» What you should do
Only lines with the string "username" matter here; gather them from the material below.

» Recorded information
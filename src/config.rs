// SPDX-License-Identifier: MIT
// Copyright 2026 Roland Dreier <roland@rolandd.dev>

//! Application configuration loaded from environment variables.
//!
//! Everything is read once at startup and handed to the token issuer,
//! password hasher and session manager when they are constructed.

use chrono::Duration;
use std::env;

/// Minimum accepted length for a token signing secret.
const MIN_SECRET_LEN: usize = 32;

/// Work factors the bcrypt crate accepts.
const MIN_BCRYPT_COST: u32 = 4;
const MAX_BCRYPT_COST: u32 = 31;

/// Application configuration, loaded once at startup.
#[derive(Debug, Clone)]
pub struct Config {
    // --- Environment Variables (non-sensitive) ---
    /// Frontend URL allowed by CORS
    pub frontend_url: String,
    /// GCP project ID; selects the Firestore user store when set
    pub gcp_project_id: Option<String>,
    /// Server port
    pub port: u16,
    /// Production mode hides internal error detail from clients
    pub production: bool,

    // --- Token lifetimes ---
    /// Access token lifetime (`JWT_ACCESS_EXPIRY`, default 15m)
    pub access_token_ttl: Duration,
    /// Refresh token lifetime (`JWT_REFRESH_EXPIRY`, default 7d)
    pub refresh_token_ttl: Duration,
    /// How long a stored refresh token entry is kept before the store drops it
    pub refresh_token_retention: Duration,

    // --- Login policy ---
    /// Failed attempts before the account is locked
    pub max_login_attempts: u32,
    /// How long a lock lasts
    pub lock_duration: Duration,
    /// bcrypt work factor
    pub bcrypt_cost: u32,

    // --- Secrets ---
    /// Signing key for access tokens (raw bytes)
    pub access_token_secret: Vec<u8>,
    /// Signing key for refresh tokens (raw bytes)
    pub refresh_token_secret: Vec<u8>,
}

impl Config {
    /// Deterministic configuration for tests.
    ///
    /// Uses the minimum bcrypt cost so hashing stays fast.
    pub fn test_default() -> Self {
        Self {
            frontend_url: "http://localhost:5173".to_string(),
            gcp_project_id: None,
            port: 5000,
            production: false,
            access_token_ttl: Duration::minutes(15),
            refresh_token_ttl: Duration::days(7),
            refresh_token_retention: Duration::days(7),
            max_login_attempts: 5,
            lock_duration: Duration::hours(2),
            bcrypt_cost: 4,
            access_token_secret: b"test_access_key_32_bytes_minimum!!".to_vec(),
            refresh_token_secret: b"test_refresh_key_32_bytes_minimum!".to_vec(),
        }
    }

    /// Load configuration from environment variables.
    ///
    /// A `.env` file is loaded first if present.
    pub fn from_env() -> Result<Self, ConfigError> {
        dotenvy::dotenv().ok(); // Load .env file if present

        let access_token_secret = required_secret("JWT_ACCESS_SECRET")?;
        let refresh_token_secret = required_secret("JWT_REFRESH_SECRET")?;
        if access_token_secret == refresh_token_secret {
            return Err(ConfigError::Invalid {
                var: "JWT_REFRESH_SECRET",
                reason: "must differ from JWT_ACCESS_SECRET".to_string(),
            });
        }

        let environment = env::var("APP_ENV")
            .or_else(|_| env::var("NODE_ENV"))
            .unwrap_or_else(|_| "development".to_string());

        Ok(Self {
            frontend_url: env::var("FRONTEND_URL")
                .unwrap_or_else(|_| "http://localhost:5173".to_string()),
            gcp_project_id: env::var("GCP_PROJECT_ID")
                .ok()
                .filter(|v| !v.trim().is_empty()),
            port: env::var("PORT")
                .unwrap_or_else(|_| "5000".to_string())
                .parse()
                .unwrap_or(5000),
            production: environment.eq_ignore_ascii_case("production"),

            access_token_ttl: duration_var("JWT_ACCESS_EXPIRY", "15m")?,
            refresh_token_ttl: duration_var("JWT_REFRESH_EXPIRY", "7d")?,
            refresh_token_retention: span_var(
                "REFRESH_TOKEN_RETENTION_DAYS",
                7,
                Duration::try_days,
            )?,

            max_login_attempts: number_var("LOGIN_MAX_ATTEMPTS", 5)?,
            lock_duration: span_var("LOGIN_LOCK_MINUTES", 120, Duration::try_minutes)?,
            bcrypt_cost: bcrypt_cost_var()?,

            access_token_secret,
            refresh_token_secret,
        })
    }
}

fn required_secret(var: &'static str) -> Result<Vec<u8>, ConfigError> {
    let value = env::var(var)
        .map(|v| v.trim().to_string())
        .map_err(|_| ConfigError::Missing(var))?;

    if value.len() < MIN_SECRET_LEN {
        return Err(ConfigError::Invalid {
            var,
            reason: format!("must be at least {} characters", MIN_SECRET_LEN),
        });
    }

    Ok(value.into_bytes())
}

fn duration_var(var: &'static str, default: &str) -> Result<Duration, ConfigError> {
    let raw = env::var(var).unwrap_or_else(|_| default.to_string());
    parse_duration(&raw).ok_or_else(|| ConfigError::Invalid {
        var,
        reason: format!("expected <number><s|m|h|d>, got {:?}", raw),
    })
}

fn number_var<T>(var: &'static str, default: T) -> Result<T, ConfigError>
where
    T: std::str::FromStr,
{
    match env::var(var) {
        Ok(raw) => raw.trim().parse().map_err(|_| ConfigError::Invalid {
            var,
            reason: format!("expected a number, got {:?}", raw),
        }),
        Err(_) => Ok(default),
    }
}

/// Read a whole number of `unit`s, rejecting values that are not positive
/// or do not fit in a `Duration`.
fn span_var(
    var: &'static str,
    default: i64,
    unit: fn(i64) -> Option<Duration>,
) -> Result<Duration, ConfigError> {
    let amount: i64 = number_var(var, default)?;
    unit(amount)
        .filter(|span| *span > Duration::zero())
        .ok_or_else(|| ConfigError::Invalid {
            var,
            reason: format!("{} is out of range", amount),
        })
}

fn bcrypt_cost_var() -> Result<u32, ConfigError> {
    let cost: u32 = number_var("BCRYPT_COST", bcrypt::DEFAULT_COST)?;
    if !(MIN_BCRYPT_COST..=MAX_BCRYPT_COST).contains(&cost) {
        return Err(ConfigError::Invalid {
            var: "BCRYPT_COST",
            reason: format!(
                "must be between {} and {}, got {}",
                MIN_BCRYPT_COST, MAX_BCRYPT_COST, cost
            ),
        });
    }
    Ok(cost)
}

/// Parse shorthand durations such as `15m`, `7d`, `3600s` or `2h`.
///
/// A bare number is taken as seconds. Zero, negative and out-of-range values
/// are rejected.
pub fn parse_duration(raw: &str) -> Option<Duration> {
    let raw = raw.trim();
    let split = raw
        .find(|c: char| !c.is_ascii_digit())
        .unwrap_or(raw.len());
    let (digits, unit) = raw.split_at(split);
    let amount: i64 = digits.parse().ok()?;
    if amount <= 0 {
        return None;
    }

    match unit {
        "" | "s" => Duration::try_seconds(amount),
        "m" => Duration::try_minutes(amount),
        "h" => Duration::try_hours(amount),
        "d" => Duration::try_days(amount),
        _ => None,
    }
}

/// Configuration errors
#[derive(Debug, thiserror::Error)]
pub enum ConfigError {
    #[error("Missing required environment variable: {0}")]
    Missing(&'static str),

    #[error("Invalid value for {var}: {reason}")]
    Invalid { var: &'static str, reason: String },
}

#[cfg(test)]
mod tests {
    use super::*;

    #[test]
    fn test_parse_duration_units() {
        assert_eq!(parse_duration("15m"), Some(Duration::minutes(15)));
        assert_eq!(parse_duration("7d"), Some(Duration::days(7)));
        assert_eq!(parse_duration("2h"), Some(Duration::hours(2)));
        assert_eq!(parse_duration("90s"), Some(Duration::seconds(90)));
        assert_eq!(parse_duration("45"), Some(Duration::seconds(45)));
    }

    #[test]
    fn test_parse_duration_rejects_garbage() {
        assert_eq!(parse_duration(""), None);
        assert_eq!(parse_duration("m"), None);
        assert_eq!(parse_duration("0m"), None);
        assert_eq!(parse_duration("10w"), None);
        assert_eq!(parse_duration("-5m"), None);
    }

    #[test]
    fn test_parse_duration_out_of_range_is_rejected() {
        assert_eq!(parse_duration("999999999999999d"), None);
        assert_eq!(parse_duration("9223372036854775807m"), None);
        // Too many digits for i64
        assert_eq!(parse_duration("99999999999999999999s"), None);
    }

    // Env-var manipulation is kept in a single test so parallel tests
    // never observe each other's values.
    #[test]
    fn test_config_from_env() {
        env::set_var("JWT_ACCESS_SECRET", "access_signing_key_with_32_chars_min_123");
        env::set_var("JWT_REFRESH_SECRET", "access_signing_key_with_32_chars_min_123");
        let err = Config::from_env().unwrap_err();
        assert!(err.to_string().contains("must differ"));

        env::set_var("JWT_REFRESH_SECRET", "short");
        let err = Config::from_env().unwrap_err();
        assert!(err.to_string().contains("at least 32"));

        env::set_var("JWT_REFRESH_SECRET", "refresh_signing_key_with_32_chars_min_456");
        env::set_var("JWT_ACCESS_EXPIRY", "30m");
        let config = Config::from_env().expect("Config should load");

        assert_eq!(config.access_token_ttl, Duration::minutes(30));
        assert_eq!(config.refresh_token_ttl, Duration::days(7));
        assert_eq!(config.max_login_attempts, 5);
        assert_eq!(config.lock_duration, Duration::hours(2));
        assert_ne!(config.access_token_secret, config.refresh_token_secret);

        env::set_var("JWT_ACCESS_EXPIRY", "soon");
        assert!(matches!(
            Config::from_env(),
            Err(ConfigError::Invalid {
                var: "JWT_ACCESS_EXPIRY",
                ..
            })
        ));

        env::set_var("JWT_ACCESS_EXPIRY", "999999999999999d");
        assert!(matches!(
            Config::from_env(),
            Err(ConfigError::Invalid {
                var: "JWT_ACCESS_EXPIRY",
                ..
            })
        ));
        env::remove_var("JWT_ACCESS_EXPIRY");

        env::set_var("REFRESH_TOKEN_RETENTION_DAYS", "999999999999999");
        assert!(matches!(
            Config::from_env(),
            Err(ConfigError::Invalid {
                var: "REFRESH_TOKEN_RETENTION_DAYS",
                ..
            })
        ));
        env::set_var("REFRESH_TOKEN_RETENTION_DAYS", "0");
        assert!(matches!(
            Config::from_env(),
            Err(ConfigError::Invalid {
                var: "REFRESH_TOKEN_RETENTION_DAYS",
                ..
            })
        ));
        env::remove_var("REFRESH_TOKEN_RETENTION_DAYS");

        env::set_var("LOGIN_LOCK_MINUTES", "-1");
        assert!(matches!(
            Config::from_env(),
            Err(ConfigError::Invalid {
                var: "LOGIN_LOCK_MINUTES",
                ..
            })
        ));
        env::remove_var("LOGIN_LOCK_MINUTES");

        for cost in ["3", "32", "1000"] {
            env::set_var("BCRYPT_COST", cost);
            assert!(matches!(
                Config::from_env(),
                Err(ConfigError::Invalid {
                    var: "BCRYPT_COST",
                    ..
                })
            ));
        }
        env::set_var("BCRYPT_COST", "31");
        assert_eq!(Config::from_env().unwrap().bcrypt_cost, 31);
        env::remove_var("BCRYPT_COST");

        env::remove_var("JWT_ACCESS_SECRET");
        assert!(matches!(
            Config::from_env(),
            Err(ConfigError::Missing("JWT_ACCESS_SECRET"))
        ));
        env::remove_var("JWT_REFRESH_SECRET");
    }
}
...
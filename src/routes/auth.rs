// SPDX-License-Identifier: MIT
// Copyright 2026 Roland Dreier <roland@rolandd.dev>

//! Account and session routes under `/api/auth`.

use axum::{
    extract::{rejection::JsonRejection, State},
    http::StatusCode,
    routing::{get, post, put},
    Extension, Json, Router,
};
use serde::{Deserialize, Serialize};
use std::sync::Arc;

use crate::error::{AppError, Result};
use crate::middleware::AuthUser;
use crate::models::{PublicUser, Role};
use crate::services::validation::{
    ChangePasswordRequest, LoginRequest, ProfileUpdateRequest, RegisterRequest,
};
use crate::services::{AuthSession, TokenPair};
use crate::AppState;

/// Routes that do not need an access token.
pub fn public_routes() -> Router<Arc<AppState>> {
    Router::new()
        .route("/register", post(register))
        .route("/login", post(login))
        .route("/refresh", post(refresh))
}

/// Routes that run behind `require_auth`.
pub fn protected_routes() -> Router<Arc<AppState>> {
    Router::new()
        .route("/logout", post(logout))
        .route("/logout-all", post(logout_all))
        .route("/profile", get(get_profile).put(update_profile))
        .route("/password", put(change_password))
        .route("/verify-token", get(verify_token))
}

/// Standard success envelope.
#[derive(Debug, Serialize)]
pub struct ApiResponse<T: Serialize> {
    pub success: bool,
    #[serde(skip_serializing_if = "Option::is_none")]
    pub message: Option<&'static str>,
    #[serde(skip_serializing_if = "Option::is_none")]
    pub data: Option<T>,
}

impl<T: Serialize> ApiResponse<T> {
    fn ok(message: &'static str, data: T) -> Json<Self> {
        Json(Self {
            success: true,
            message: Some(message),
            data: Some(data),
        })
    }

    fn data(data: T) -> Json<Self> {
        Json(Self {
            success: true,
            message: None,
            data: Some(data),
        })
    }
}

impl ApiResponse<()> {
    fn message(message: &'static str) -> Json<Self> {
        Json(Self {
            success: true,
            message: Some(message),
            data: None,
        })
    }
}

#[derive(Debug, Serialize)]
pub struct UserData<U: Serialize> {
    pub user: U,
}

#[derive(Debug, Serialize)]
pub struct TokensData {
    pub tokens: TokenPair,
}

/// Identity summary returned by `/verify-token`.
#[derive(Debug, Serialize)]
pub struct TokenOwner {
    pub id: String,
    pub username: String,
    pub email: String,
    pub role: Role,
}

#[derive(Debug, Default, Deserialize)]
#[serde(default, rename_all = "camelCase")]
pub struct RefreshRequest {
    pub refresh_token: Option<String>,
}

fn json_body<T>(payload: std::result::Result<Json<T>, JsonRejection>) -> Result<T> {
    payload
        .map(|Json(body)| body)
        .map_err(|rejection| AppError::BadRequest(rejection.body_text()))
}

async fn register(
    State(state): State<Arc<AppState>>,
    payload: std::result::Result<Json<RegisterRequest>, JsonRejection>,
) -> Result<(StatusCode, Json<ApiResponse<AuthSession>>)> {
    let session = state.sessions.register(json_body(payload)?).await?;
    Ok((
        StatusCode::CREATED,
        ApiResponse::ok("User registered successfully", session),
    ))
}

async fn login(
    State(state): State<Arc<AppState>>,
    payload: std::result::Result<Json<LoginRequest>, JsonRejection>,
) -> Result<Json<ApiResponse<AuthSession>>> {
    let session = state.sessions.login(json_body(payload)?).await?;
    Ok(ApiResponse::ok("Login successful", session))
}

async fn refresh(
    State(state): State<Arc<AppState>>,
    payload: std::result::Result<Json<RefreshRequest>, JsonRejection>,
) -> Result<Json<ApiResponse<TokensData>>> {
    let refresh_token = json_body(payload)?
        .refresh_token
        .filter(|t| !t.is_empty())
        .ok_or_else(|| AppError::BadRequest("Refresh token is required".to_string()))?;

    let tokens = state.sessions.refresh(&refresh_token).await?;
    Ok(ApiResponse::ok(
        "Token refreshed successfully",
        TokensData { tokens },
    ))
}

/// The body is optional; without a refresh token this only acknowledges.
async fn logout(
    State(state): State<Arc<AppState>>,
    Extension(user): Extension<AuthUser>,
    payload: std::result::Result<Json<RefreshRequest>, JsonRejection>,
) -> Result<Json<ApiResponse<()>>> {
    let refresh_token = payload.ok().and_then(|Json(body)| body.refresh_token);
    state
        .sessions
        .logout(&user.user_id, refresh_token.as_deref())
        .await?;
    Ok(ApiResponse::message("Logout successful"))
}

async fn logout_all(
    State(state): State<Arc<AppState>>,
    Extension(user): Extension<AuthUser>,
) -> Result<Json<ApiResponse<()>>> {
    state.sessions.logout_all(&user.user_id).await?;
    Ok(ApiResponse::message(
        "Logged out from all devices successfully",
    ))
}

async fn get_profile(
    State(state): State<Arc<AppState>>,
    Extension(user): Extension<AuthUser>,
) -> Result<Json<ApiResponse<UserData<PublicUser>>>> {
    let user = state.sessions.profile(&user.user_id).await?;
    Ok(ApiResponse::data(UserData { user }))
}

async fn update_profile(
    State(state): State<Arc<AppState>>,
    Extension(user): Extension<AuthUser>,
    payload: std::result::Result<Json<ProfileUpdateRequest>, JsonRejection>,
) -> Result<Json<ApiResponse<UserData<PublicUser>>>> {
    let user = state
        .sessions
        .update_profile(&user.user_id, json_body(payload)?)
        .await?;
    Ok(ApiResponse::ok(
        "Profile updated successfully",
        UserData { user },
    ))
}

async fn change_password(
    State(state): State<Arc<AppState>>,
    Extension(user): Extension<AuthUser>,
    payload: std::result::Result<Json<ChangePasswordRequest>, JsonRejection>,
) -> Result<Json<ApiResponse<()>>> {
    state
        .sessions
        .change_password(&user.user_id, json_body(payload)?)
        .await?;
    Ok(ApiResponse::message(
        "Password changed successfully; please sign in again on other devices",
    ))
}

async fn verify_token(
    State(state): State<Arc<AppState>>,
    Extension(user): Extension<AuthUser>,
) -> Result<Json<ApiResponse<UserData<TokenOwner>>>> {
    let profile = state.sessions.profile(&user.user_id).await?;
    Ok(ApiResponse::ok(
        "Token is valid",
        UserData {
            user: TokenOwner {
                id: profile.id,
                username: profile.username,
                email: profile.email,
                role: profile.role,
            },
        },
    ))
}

» Answer
    pub username: String,
                username: profile.username,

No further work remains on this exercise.